Dane followed his narrow footing halfway around a room which had six walls, each of a different length, and transferred to the top of one which was part of a curving hallway. Then he sighted movement at one of those curves, a figure who lurched forward, one hand on the wall for support.
“Over here!” he called to the steward.
The man below had come to the end of that hall—another wall—and as he half fell against the obstruction and slipped to the floor he groaned. Then he lay motionless, face down, twenty feet below his would-be rescuer. And Dane, eyeing that perfectly smooth expanse, did not see how they could get down to offer aid.
Mura ran lightly up the narrow footpath as if he had spent all his life travelling maze walls. His circle of light touched Dane’s as they spotlighted the body.
There was no mistaking the ripped tunic of their Service. The captive was a trader—one of their own. They did not know whether he was aware of their torches, but suddenly he moaned and rolled over on his back, exposing a face cut and bruised, the result of a skilful and brutal beating. Dane might not have been able to recognize him but Mura was certain.
“Ali!”
Perhaps Kamil heard that, or perhaps it was just his steel will which roused him. He moaned again and then uttered some undistinguishable words through torn lips as his puffed and swollen eyes turned up towards them.
“Ali—” Mura called. “We are here. Can you attend—do you understand?”
Kamil’s blackened face was up, he forced out coherent words. “Who—? Can’t see!”
“Mura, Thorson,” the steward identified them crisply. “You are hurt?”
“Can’t see. Lost—Hungry—”
“How are we going to get down?” Dane wanted to know. If they only had the ropes which had linked them to the crawler in the fog! But those were behind and there were no substitutes.
Mura unhooked his belt. “Your belt and mine—”

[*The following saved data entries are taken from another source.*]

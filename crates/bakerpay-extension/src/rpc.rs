// JSON-RPC 2.0 wire types for the extension protocol.

use serde::{Deserialize, Serialize};
use serde_json::Value;

pub const JSONRPC_VERSION: &str = "2.0";
/// Benign: the extension does not implement the hook.
pub const METHOD_NOT_FOUND: i64 = -32601;

/// Lifecycle notification sent before an extension is closed.
pub const CLOSE_METHOD: &str = "close";

#[derive(Serialize, Deserialize, Debug, Clone)]
pub struct RpcRequest {
    pub jsonrpc: String,
    #[serde(default, skip_serializing_if = "Option::is_none")]
    pub id: Option<u64>,
    pub method: String,
    #[serde(default, skip_serializing_if = "Option::is_none")]
    pub params: Option<Value>,
}

impl RpcRequest {
    pub fn new(id: u64, method: &str, params: Value) -> RpcRequest {
        RpcRequest {
            jsonrpc: JSONRPC_VERSION.to_string(),
            id: Some(id),
            method: method.to_string(),
            params: Some(params),
        }
    }

    /// A notification carries no id and expects no response.
    pub fn notification(method: &str, params: Value) -> RpcRequest {
        RpcRequest {
            jsonrpc: JSONRPC_VERSION.to_string(),
            id: None,
            method: method.to_string(),
            params: Some(params),
        }
    }
}

#[derive(Serialize, Deserialize, Debug, Clone)]
pub struct RpcErrorBody {
    pub code: i64,
    pub message: String,
    #[serde(default, skip_serializing_if = "Option::is_none")]
    pub data: Option<Value>,
}

#[derive(Serialize, Deserialize, Debug, Clone)]
pub struct RpcResponse {
    pub jsonrpc: String,
    #[serde(default)]
    pub id: Option<u64>,
    #[serde(default, skip_serializing_if = "Option::is_none")]
    pub result: Option<Value>,
    #[serde(default, skip_serializing_if = "Option::is_none")]
    pub error: Option<RpcErrorBody>,
}

impl RpcResponse {
    pub fn is_method_not_found(&self) -> bool {
        self.error
            .as_ref()
            .map(|e| e.code == METHOD_NOT_FOUND)
            .unwrap_or(false)
    }
}

/// Envelope carried by every hook invocation.
#[derive(Serialize, Deserialize, Debug, Clone)]
pub struct HookPayload {
    pub version: String,
    pub data: Value,
}
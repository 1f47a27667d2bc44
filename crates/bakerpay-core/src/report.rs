// Per-recipient payout report rows. One row per successful or
// attempted-and-failed dispatch; reconciliation keys on
// (cycle, delegator, recipient, tx kind, token).

use chrono::{DateTime, Utc};
use serde::{Deserialize, Serialize};
use uuid::Uuid;

use crate::address::Address;
use crate::enums::{PayoutKind, TxKind};
use crate::recipe::{CyclePayoutSummary, PayoutRecipe};
use crate::{mutez_to_tez_string, Mutez};

#[derive(Serialize, Deserialize, Debug, Clone, PartialEq)]
pub struct PayoutReport {
    pub id: String,
    pub baker: Address,
    pub timestamp: DateTime<Utc>,
    pub cycle: i64,
    pub kind: PayoutKind,
    pub tx_kind: TxKind,
    #[serde(default, skip_serializing_if = "Option::is_none")]
    pub fa_contract: Option<Address>,
    #[serde(default, skip_serializing_if = "Option::is_none")]
    pub fa_token_id: Option<u64>,
    pub delegator: Address,
    #[serde(default)]
    pub delegated_balance: Mutez,
    pub recipient: Address,
    pub amount: Mutez,
    #[serde(default)]
    pub fee_rate_bps: u32,
    #[serde(default)]
    pub fee: Mutez,
    #[serde(default)]
    pub transaction_fee: Mutez,
    #[serde(default)]
    pub op_hash: String,
    pub is_success: bool,
    #[serde(default)]
    pub note: String,
}

impl PayoutReport {
    pub fn from_recipe(
        recipe: &PayoutRecipe,
        baker: &Address,
        cycle: i64,
        op_hash: &str,
        is_success: bool,
        note: &str,
    ) -> PayoutReport {
        PayoutReport {
            id: Uuid::new_v4().to_string(),
            baker: baker.clone(),
            timestamp: Utc::now(),
            cycle,
            kind: recipe.kind,
            tx_kind: recipe.tx_kind,
            fa_contract: recipe.fa_contract.clone(),
            fa_token_id: recipe.fa_token_id,
            delegator: recipe.delegator.clone(),
            delegated_balance: recipe.delegated_balance,
            recipient: recipe.recipient.clone(),
            amount: recipe.amount,
            fee_rate_bps: recipe.fee_rate_bps,
            fee: recipe.fee,
            transaction_fee: recipe.transaction_fee(),
            op_hash: op_hash.to_string(),
            is_success,
            note: if note.is_empty() {
                recipe.note.clone()
            } else {
                note.to_string()
            },
        }
    }

    /// True when this report settles the same payout the recipe describes.
    pub fn matches_recipe(&self, recipe: &PayoutRecipe) -> bool {
        self.delegator == recipe.delegator
            && self.recipient == recipe.recipient
            && self.tx_kind == recipe.tx_kind
            && self.fa_contract == recipe.fa_contract
            && self.fa_token_id == recipe.fa_token_id
    }

    pub fn csv_headers() -> Vec<&'static str> {
        vec![
            "id",
            "baker",
            "timestamp",
            "cycle",
            "kind",
            "op_kind",
            "contract",
            "token_id",
            "delegator",
            "delegator_balance",
            "recipient",
            "amount",
            "fee_rate",
            "fee",
            "tx_fee",
            "op_hash",
            "success",
            "note",
        ]
    }

    pub fn to_csv_row(&self) -> Vec<String> {
        vec![
            self.id.clone(),
            self.baker.to_string(),
            self.timestamp.to_rfc3339(),
            self.cycle.to_string(),
            self.kind.to_string(),
            self.tx_kind.to_string(),
            self.fa_contract
                .as_ref()
                .map(|a| a.to_string())
                .unwrap_or_default(),
            self.fa_token_id.map(|t| t.to_string()).unwrap_or_default(),
            self.delegator.to_string(),
            self.delegated_balance.to_string(),
            self.recipient.to_string(),
            self.amount.to_string(),
            crate::bps_to_percentage_string(self.fee_rate_bps),
            self.fee.to_string(),
            self.transaction_fee.to_string(),
            self.op_hash.clone(),
            self.is_success.to_string(),
            self.note.clone(),
        ]
    }

    /// Compact row for terminal tables.
    pub fn to_table_row(&self) -> Vec<String> {
        vec![
            self.delegator.shortened(),
            self.recipient.shortened(),
            self.kind.to_string(),
            mutez_to_tez_string(self.amount),
            mutez_to_tez_string(self.fee),
            mutez_to_tez_string(self.transaction_fee),
            if self.op_hash.is_empty() {
                "-".to_string()
            } else {
                self.op_hash.clone()
            },
        ]
    }
}

pub fn filter_reports_by_baker(reports: &[PayoutReport], baker: &Address) -> Vec<PayoutReport> {
    reports
        .iter()
        .filter(|r| &r.baker == baker)
        .cloned()
        .collect()
}

/// The combined per-cycle report artifact.
#[derive(Serialize, Deserialize, Debug, Clone, PartialEq)]
pub struct PayoutCycleReport {
    pub cycle: i64,
    #[serde(default, skip_serializing_if = "Vec::is_empty")]
    pub invalid: Vec<PayoutRecipe>,
    pub payouts: Vec<PayoutReport>,
    pub summary: CyclePayoutSummary,
}

#[cfg(test)]
mod tests {
    use super::*;
    use crate::address::AddressKind;
    use crate::engines::OpLimits;

    fn tz(seed: u8) -> Address {
        Address::from_payload(AddressKind::Tz1, &[seed; 20])
    }

    fn recipe(seed: u8) -> PayoutRecipe {
        PayoutRecipe {
            delegator: tz(seed),
            recipient: tz(seed + 100),
            kind: PayoutKind::DelegatorReward,
            tx_kind: TxKind::Tez,
            fa_contract: None,
            fa_token_id: None,
            delegated_balance: 800_000,
            amount: 76_000,
            fee_rate_bps: 500,
            fee: 4_000,
            op_limits: Some(OpLimits {
                gas_limit: 1_500,
                storage_limit: 0,
                transaction_fee: 400,
                allocation_fee: 0,
                serialized_size: 150,
            }),
            note: String::new(),
            is_valid: true,
        }
    }

    #[test]
    fn test_report_json_roundtrip() {
        let report = PayoutReport::from_recipe(&recipe(1), &tz(9), 530, "oo1abc", true, "");
        let json = serde_json::to_string(&report).unwrap();
        let parsed: PayoutReport = serde_json::from_str(&json).unwrap();
        assert_eq!(report, parsed);
    }

    #[test]
    fn test_matches_recipe_on_identity_key() {
        let r = recipe(1);
        let report = PayoutReport::from_recipe(&r, &tz(9), 530, "oo1abc", true, "");
        assert!(report.matches_recipe(&r));

        let mut other = recipe(1);
        other.recipient = tz(42);
        assert!(!report.matches_recipe(&other));

        let mut fa = recipe(1);
        fa.tx_kind = TxKind::Fa2;
        fa.fa_contract = Some(Address::from_payload(AddressKind::Kt1, &[5; 20]));
        fa.fa_token_id = Some(0);
        assert!(!report.matches_recipe(&fa));
    }

    #[test]
    fn test_csv_row_matches_headers() {
        let report = PayoutReport::from_recipe(&recipe(2), &tz(9), 530, "", false, "failed");
        assert_eq!(report.to_csv_row().len(), PayoutReport::csv_headers().len());
        assert_eq!(report.note, "failed");
    }

    #[test]
    fn test_filter_by_baker() {
        let a = PayoutReport::from_recipe(&recipe(1), &tz(9), 1, "", true, "");
        let b = PayoutReport::from_recipe(&recipe(2), &tz(8), 1, "", true, "");
        let filtered = filter_reports_by_baker(&[a.clone(), b], &tz(9));
        assert_eq!(filtered.len(), 1);
        assert_eq!(filtered[0].id, a.id);
    }
}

“They aren’t long enough, even together!”
“No, not in themselves, but we shall see—”
Dane shed his belt and watched the steward buckle it end to end with his own. Then the smaller man spoke to Thorson.

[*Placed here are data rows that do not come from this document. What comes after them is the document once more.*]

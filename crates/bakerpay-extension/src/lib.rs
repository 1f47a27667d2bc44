// ━━━━━━━━━━━━━━━━━━━━━━━━━━━━━━━━━━━━━━━━━━━━━━━━━━━━━━━━━━━━━━━━━━━━━━━━━━
// BAKERPAY - EXTENSION HOOK DISPATCHER
//
// Invokes registered extensions at pipeline hook points over JSON-RPC
// 2.0. Read-only hooks are fire-and-forget notifications; read-write
// hooks replace the payload with the extension's result. MethodNotFound
// means "hook not implemented" and is never an error.
// ━━━━━━━━━━━━━━━━━━━━━━━━━━━━━━━━━━━━━━━━━━━━━━━━━━━━━━━━━━━━━━━━━━━━━━━━━━

pub mod rpc;
pub mod stdio;

use std::time::Duration;

use async_trait::async_trait;
use serde_json::Value;
use tokio::sync::Mutex;

use bakerpay_core::config::ExtensionDefinition;
use bakerpay_core::engines::HookDispatcher;
use bakerpay_core::enums::{
    ExtensionErrorAction, ExtensionLifespan, ExtensionRpcKind, Hook, HookMode,
};
use bakerpay_core::error::{PayoutError, Result};

use crate::rpc::{HookPayload, RpcResponse};
use crate::stdio::StdioEndpoint;

/// Transport side of one loaded extension.
#[async_trait]
pub trait ExtensionEndpoint: Send {
    async fn request(
        &mut self,
        method: &str,
        params: Value,
        timeout: Duration,
    ) -> Result<RpcResponse>;
    async fn notify(&mut self, method: &str, params: Value, timeout: Duration) -> Result<()>;
    async fn close(&mut self);
}

struct Extension {
    definition: ExtensionDefinition,
    endpoint: Option<Box<dyn ExtensionEndpoint>>,
}

impl std::fmt::Debug for Extension {
    fn fmt(&self, f: &mut std::fmt::Formatter<'_>) -> std::fmt::Result {
        f.debug_struct("Extension")
            .field("definition", &self.definition)
            .field("endpoint", &self.endpoint.is_some())
            .finish()
    }
}

impl Extension {
    fn load(&mut self) -> Result<()> {
        if self.endpoint.is_some() {
            return Ok(());
        }
        log::debug!("loading extension {}", self.definition.name);
        let endpoint = StdioEndpoint::spawn(
            &self.definition.name,
            &self.definition.command,
            &self.definition.args,
        )?;
        self.endpoint = Some(Box::new(endpoint));
        Ok(())
    }

    async fn close(&mut self) {
        if let Some(mut endpoint) = self.endpoint.take() {
            log::debug!("closing extension {}", self.definition.name);
            endpoint.close().await;
        }
    }

    /// Mode the definition registers for this hook. A specific hook entry
    /// overrides an `all` entry; test hooks have fixed modes.
    fn matched_mode(&self, hook: Hook) -> Option<HookMode> {
        if hook == Hook::TestNotify {
            return Some(HookMode::ReadOnly);
        }
        if hook == Hook::TestRequest {
            return Some(HookMode::ReadWrite);
        }
        let mut matched = None;
        for spec in &self.definition.hooks {
            if spec.id == hook {
                return Some(spec.mode);
            }
            if spec.id == Hook::All {
                matched = Some(spec.mode);
            }
        }
        matched
    }
}

/// Registered extensions in invocation order.
pub struct ExtensionStore {
    extensions: Vec<Mutex<Extension>>,
}

impl std::fmt::Debug for ExtensionStore {
    fn fmt(&self, f: &mut std::fmt::Formatter<'_>) -> std::fmt::Result {
        f.debug_struct("ExtensionStore")
            .field("extensions", &self.extensions)
            .finish()
    }
}

impl ExtensionStore {
    /// Register extensions from configuration. Only stdio transports are
    /// supported; other declared kinds are rejected here.
    pub fn register(definitions: &[ExtensionDefinition]) -> Result<ExtensionStore> {
        let mut extensions = Vec::with_capacity(definitions.len());
        for definition in definitions {
            if definition.kind != ExtensionRpcKind::Stdio {
                return Err(PayoutError::Configuration(format!(
                    "extension '{}': transport {:?} is not supported (only stdio)",
                    definition.name, definition.kind
                )));
            }
            extensions.push(Mutex::new(Extension {
                definition: definition.clone(),
                endpoint: None,
            }));
        }
        Ok(ExtensionStore { extensions })
    }

    /// Test/bench constructor with pre-loaded endpoints.
    pub fn with_endpoints(
        pairs: Vec<(ExtensionDefinition, Box<dyn ExtensionEndpoint>)>,
    ) -> ExtensionStore {
        ExtensionStore {
            extensions: pairs
                .into_iter()
                .map(|(definition, endpoint)| {
                    Mutex::new(Extension {
                        definition,
                        endpoint: Some(endpoint),
                    })
                })
                .collect(),
        }
    }

    async fn invoke_once(
        extension: &mut Extension,
        hook: Hook,
        mode: HookMode,
        version: &str,
        data: &mut Value,
        changed: &mut bool,
    ) -> Result<()> {
        extension.load()?;
        let endpoint = extension.endpoint.as_mut().expect("loaded above");
        let timeout = Duration::from_secs(extension.definition.timeout_s);
        let params = serde_json::to_value(HookPayload {
            version: version.to_string(),
            data: data.clone(),
        })
        .expect("envelope serialization cannot fail");

        match mode {
            HookMode::ReadOnly => endpoint.notify(hook.method(), params, timeout).await,
            HookMode::ReadWrite => {
                let response = endpoint.request(hook.method(), params, timeout).await?;
                if response.is_method_not_found() {
                    // extensions are not required to implement every hook
                    return Ok(());
                }
                if let Some(error) = response.error {
                    return Err(PayoutError::Hook {
                        hook: hook.to_string(),
                        message: format!("{} (code {})", error.message, error.code),
                    });
                }
                if let Some(result) = response.result {
                    *data = result;
                    *changed = true;
                }
                Ok(())
            }
        }
    }
}

#[async_trait]
impl HookDispatcher for ExtensionStore {
    async fn dispatch(
        &self,
        hook: Hook,
        version: &str,
        data: Value,
    ) -> Result<Option<Value>> {
        let mut current = data;
        let mut changed = false;

        for entry in &self.extensions {
            let mut extension = entry.lock().await;
            let mode = match extension.matched_mode(hook) {
                Some(mode) => mode,
                None => continue,
            };
            log::debug!(
                "executing hook {} with mode {:?} on extension {}",
                hook,
                mode,
                extension.definition.name
            );

            let attempts = extension.definition.retry.max(1);
            let retry_delay = Duration::from_secs(extension.definition.retry_delay_s);
            let mut outcome = Ok(());
            for attempt in 0..attempts {
                if attempt > 0 {
                    tokio::time::sleep(retry_delay).await;
                }
                outcome = Self::invoke_once(
                    &mut extension,
                    hook,
                    mode,
                    version,
                    &mut current,
                    &mut changed,
                )
                .await;
                if outcome.is_ok() {
                    break;
                }
            }

            if extension.definition.lifespan == ExtensionLifespan::Transient {
                extension.close().await;
            }

            if let Err(err) = outcome {
                match extension.definition.error_action {
                    ExtensionErrorAction::Continue => {
                        log::warn!(
                            "extension {} failed on {} - {} (continuing)",
                            extension.definition.name,
                            hook,
                            err
                        );
                    }
                    ExtensionErrorAction::Stop => return Err(err),
                }
            }
        }

        Ok(changed.then_some(current))
    }

    async fn close_scoped(&self) {
        for entry in &self.extensions {
            let mut extension = entry.lock().await;
            if extension.definition.lifespan == ExtensionLifespan::Scoped {
                extension.close().await;
            }
        }
    }

    async fn close_all(&self) {
        for entry in &self.extensions {
            entry.lock().await.close().await;
        }
    }
}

“You must lower me. Can you do it?”
Dane looked about doubtfully. The wall top was smooth and bare of anything in the way of an anchor. If he couldn’t take the weight of the steward he would be jerked over and they would both fall. But there was no other way.

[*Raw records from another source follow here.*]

// ─────────────────────────────────────────────────────────────────
// Execution loop. Batches are signed, broadcast, and confirmed in
// order inside a protected section; a partial report is written after
// every batch so a crash or interrupt can be reconciled on the next
// run. Per-batch failures are recorded, never propagated mid-loop.
// ─────────────────────────────────────────────────────────────────

use serde::{Deserialize, Serialize};
use std::sync::Arc;

use crate::address::Address;
use crate::batch::{split_into_batches, BatchingConfiguration};
use crate::engines::{DispatchOptions, ExecutePayoutsEngines, ExecutePayoutsOptions};
use crate::error::{BatchErrorKind, Result};
use crate::ops::OpExecutionContext;
use crate::prepare::PreparePayoutsResult;
use crate::protected::ProtectedSection;
use crate::recipe::RecipeBatch;
use crate::report::PayoutReport;
use crate::reports_store::ReporterEngine;

/// Per-batch progress through dispatch.
#[derive(Serialize, Deserialize, Debug, Clone, Copy, PartialEq, Eq)]
pub enum BatchStatus {
    Pending,
    Building,
    Dispatched,
    FailedBuild,
    Confirmed,
    FailedBroadcast,
    FailedConfirm,
    UserTerminated,
}

#[derive(Debug, Clone)]
pub struct BatchResult {
    pub batch: RecipeBatch,
    pub op_hash: String,
    pub status: BatchStatus,
    pub error_kind: Option<BatchErrorKind>,
    pub error_message: String,
}

impl BatchResult {
    pub fn is_success(&self) -> bool {
        self.status == BatchStatus::Confirmed
    }

    fn success(batch: RecipeBatch, op_hash: String) -> BatchResult {
        BatchResult {
            batch,
            op_hash,
            status: BatchStatus::Confirmed,
            error_kind: None,
            error_message: String::new(),
        }
    }

    fn failed(
        batch: RecipeBatch,
        op_hash: String,
        status: BatchStatus,
        kind: BatchErrorKind,
        message: String,
    ) -> BatchResult {
        BatchResult {
            batch,
            op_hash,
            status,
            error_kind: Some(kind),
            error_message: message,
        }
    }

    pub fn to_reports(&self, baker: &Address, cycle: i64) -> Vec<PayoutReport> {
        self.batch
            .0
            .iter()
            .map(|recipe| {
                PayoutReport::from_recipe(
                    recipe,
                    baker,
                    cycle,
                    &self.op_hash,
                    self.is_success(),
                    &self.error_message,
                )
            })
            .collect()
    }
}

pub type BatchResults = Vec<BatchResult>;

fn results_to_reports(results: &[BatchResult], baker: &Address, cycle: i64) -> Vec<PayoutReport> {
    results
        .iter()
        .flat_map(|r| r.to_reports(baker, cycle))
        .collect()
}

async fn execute_payout_batch(
    engines: &ExecutePayoutsEngines,
    section: &ProtectedSection,
    batch_id: &str,
    batch: RecipeBatch,
    source: &Address,
    dispatch_options: &DispatchOptions,
) -> BatchResult {
    log::info!("creating batch {} ({} transactions)", batch_id, batch.len());
    let mut op = match batch.to_operation(source, dispatch_options.ttl) {
        Ok(op) => op,
        Err(err) => {
            log::warn!("batch {} - {}", batch_id, err);
            return BatchResult::failed(
                batch,
                String::new(),
                BatchStatus::FailedBuild,
                BatchErrorKind::OperationContextCreationFailed,
                err.to_string(),
            );
        }
    };
    let build_result = async {
        engines
            .transactor
            .complete(&mut op, &engines.signer.public_key())
            .await?;
        engines.signer.sign(&mut op).await
    }
    .await;
    if let Err(err) = build_result {
        log::warn!("batch {} - {}", batch_id, err);
        return BatchResult::failed(
            batch,
            String::new(),
            BatchStatus::FailedBuild,
            BatchErrorKind::OperationContextCreationFailed,
            err.to_string(),
        );
    }

    log::info!("broadcasting batch {}", batch_id);
    let mut op_ctx = OpExecutionContext::new(op);
    if let Err(err) = op_ctx
        .dispatch(engines.transactor.as_ref(), dispatch_options)
        .await
    {
        log::warn!("failed to broadcast batch {} - {}", batch_id, err);
        return BatchResult::failed(
            batch,
            op_ctx.op_hash(),
            BatchStatus::FailedBroadcast,
            BatchErrorKind::OperationBroadcastFailed,
            err.to_string(),
        );
    }

    log::info!(
        "waiting for confirmation of batch {} ({})",
        batch_id,
        op_ctx.op_hash()
    );
    // pause the protected section so an interrupt can cancel the wait
    match section.interruptible(op_ctx.wait_for_apply()).await {
        Some(Ok(())) => {
            log::info!("batch {} - success", batch_id);
            BatchResult::success(batch, op_ctx.op_hash())
        }
        Some(Err(err)) => {
            log::warn!("failed to apply batch {} - {}", batch_id, err);
            BatchResult::failed(
                batch,
                op_ctx.op_hash(),
                BatchStatus::FailedConfirm,
                BatchErrorKind::OperationConfirmationFailed,
                err.to_string(),
            )
        }
        None => {
            log::warn!("confirmation wait of batch {} canceled by user", batch_id);
            BatchResult::failed(
                batch,
                op_ctx.op_hash(),
                BatchStatus::UserTerminated,
                BatchErrorKind::UserTerminated,
                "terminated by user".to_string(),
            )
        }
    }
}

/// `Execute(Batches, context) -> BatchResults`. Always returns the
/// per-batch result vector; the caller decides whether failures propagate.
pub async fn execute_payouts(
    prepared: &PreparePayoutsResult,
    engines: &ExecutePayoutsEngines,
    reporter: &dyn ReporterEngine,
    options: &ExecutePayoutsOptions,
    section: Arc<ProtectedSection>,
) -> Result<BatchResults> {
    let cycle = prepared.blueprint.cycle;
    let baker = prepared.baker.clone();

    let batching = BatchingConfiguration {
        mix_in_contract_calls: options.mix_in_contract_calls,
        mix_in_fa_transfers: options.mix_in_fa_transfers,
        ..Default::default()
    };
    let batches = split_into_batches(&prepared.valid_payouts, &batching);
    let batch_count = batches.len();
    let source = engines.signer.pkh();
    let dispatch_options = DispatchOptions::default();

    section.start();
    log::info!("paying out in {} batches", batch_count);
    let mut results: BatchResults = Vec::with_capacity(batch_count);
    let mut termination_notified = false;
    for (index, batch) in batches.into_iter().enumerate() {
        // cumulative partial report for crash recovery
        if let Err(err) = reporter.report_payouts(&results_to_reports(&results, &baker, cycle)) {
            log::warn!("failed to write partial report of payouts - {}", err);
        }

        if section.signaled() {
            results.push(BatchResult::failed(
                batch,
                String::new(),
                BatchStatus::UserTerminated,
                BatchErrorKind::UserTerminated,
                "terminated by user".to_string(),
            ));
            if !termination_notified {
                (engines.admin_notify)("Payouts execution terminated by user");
                termination_notified = true;
            }
            continue;
        }

        let batch_id = format!("{}/{}", index + 1, batch_count);
        results.push(
            execute_payout_batch(
                engines,
                &section,
                &batch_id,
                batch,
                &source,
                &dispatch_options,
            )
            .await,
        );
    }

    // final combined report: this run's results plus prior-run successes
    let mut failure_detected = false;
    let mut all_reports = results_to_reports(&results, &baker, cycle);
    all_reports.extend(prepared.reports_of_past_successful.iter().cloned());
    if let Err(err) = reporter.report_payouts(&all_reports) {
        log::warn!("failed to report sent payouts - {}", err);
        failure_detected = true;
    }
    if let Err(err) = reporter.report_invalid_payouts(cycle, &prepared.invalid_payouts) {
        log::warn!("failed to report invalid payouts - {}", err);
        failure_detected = true;
    }
    if let Err(err) = reporter.report_cycle_summary(&prepared.blueprint.summary) {
        log::warn!("failed to report cycle summary - {}", err);
        failure_detected = true;
    }
    if !failure_detected {
        log::info!("all payout reports written successfully");
    }

    section.stop();
    Ok(results)
}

“Do my best—” He lay belly down on the wall, hooking the toes of his boots on either side and thrusting his left arm out and down into the neighbouring room. Mura had drawn his blaster and was making careful adjustments to its barrel.
“Here I go—” With the blaster in one hand the steward swung over, his other fist twisted in the rope of linked belts. Dane held on grimly in spite of the tearing wrench in his shoulders.
He blinked and ducked his head at a sudden flash of burning fire. The fumes of blaster fire assaulted his throat and nose and he understood at last what Mura was attempting. The steward was burning out hand and foot holds in the smooth surface of the wall as he descended, cutting a ladder to reach Ali.